Framework Laptop 13 is Getting a Drop-In RISC-V Mainboard Option

23 June 2024 at 21:34
An anonymous reader shared this report from the OMG Ubuntu blog: Those of you who own a Framework Laptop 13 โ€” consider me jealous, btw โ€” or are considering buying one in the near future, you may be interested to know that a RISC-V motherboard option is in the works. DeepComputing, the company behind the recently-announced Ubuntu RISC-V laptop, is working with Framework Computer Inc, the company behind the popular, modular, and Linux-friendly Framework laptops, on a RISC-V mainboard. This is a new announcement; the component itself is in early development, and there's no tentative price tag or pre-order date pencilled in... [T]he Framework RISC-V mainboard will use soldered memory and non-upgradeable eMMC storage (though it can boot from microSD cards).
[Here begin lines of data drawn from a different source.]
use expenses_common::db::BudgetStore;
use expenses_common::messages::StoreHealth;

use actix_web::{web, HttpResponse, Responder};
use serde::Deserialize;

use crate::env;

#[derive(Deserialize)]
pub struct HealthKeyQuery {
    pub key: Option<String>,
}

pub async fn heartbeat() -> impl Responder {
    HttpResponse::Ok()
}

pub async fn health(
    budget_store: web::Data<dyn BudgetStore>,
    query: web::Query<HealthKeyQuery>,
) -> impl Responder {
    if !is_health_key_correct(query.key.as_deref()) {
        return HttpResponse::Unauthorized().finish();
    }

    let state = budget_store.backend_state();
    HttpResponse::Ok().json(StoreHealth {
        backend: String::from(state.backend),
        connections: state.connections,
        idle_connections: state.idle_connections,
    })
}

#[inline]
fn is_health_key_correct(key: Option<&str>) -> bool {
    let Some(key) = key else {
        return false;
    };

    let correct_key = env::CONF.health_endpoint_key.as_bytes();
    let key = key.as_bytes();

    if correct_key.len() != key.len() || key.is_empty() {
        return false;
    }

    // Bitwise comparison so the time taken doesn't depend on where the keys differ
    let keys_dont_match = correct_key
        .iter()
        .zip(key)
        .fold(0u8, |acc, (a, b)| acc | (a ^ b));

    keys_dont_match == 0
}
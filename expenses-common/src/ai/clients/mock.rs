use async_trait::async_trait;
use std::sync::Mutex;

use crate::ai::{GenerateError, GenerateText};

/// Replays a fixed answer (or failure) and records every prompt it was given.
#[derive(Debug, Default)]
pub struct MockGenerator {
    answer: Option<String>,
    prompts: Mutex<Vec<String>>,
}

impl MockGenerator {
    pub fn answering(answer: &str) -> Self {
        Self {
            answer: Some(String::from(answer)),
            prompts: Mutex::new(Vec::new()),
        }
    }

    pub fn failing() -> Self {
        Self::default()
    }

    pub fn prompts(&self) -> Vec<String> {
        match self.prompts.lock() {
            Ok(prompts) => prompts.clone(),
            Err(poisoned) => poisoned.into_inner().clone(),
        }
    }
}

#[async_trait]
impl GenerateText for MockGenerator {
    async fn generate(&self, prompt: &str) -> Result<String, GenerateError> {
        match self.prompts.lock() {
            Ok(mut prompts) => prompts.push(String::from(prompt)),
            Err(poisoned) => poisoned.into_inner().push(String::from(prompt)),
        }

        self.answer
            .clone()
            .ok_or_else(|| GenerateError::RequestFailed(String::from("mock failure")))
    }
}
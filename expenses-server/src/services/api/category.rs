use actix_web::web::*;

use crate::handlers::category;

pub fn configure(cfg: &mut ServiceConfig) {
    cfg.service(
        scope("/categories").service(resource("/suggest").route(post().to(category::suggest))),
    );
}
It will 'drop into' any Framework Laptop 13 chassis (or Cooler Master Mainboard Case), per Framework's modular ethos... Framework mentions DeepComputing is "working closely with the teams at Canonical and Red Hat to ensure Linux support is solid through Ubuntu and Fedora", which is great news, and cements Canonical's seriousness to supporting Ubuntu on RISC-V. "We want to be clear that in this generation, it is focused primarily on enabling developers, tinkerers, and hobbyists to start testing and creating on RISC-V," says Framework's announcement. "The peripheral set and performance aren't yet competitive with our Intel and AMD-powered Framework Laptop Mainboards." They're calling the Mainboard "a huge milestone both for expanding the breadth of the Framework ecosystem and for making RISC-V more accessible than ever... DeepComputing is demoing an early prototype of this Mainboard in a Framework Laptop 13 at the RISC-V Summit Europe next week, and we'll be sharing more as this program progresses." And their announcement included two additional updates: "Just like we did for Framework Laptop 16 last week, today we're sharing open source CAD for the Framework Laptop 13 shell, enabling development of skins, cases, and accessories." "We now have Framework Laptop 13 Factory Seconds systems available with British English and German keyboards, making entering the ecosystem more affordable than ever." "We're eager to continue growing a new Consumer Electronics industry that is grounded in open access, repairability, and customization at every level."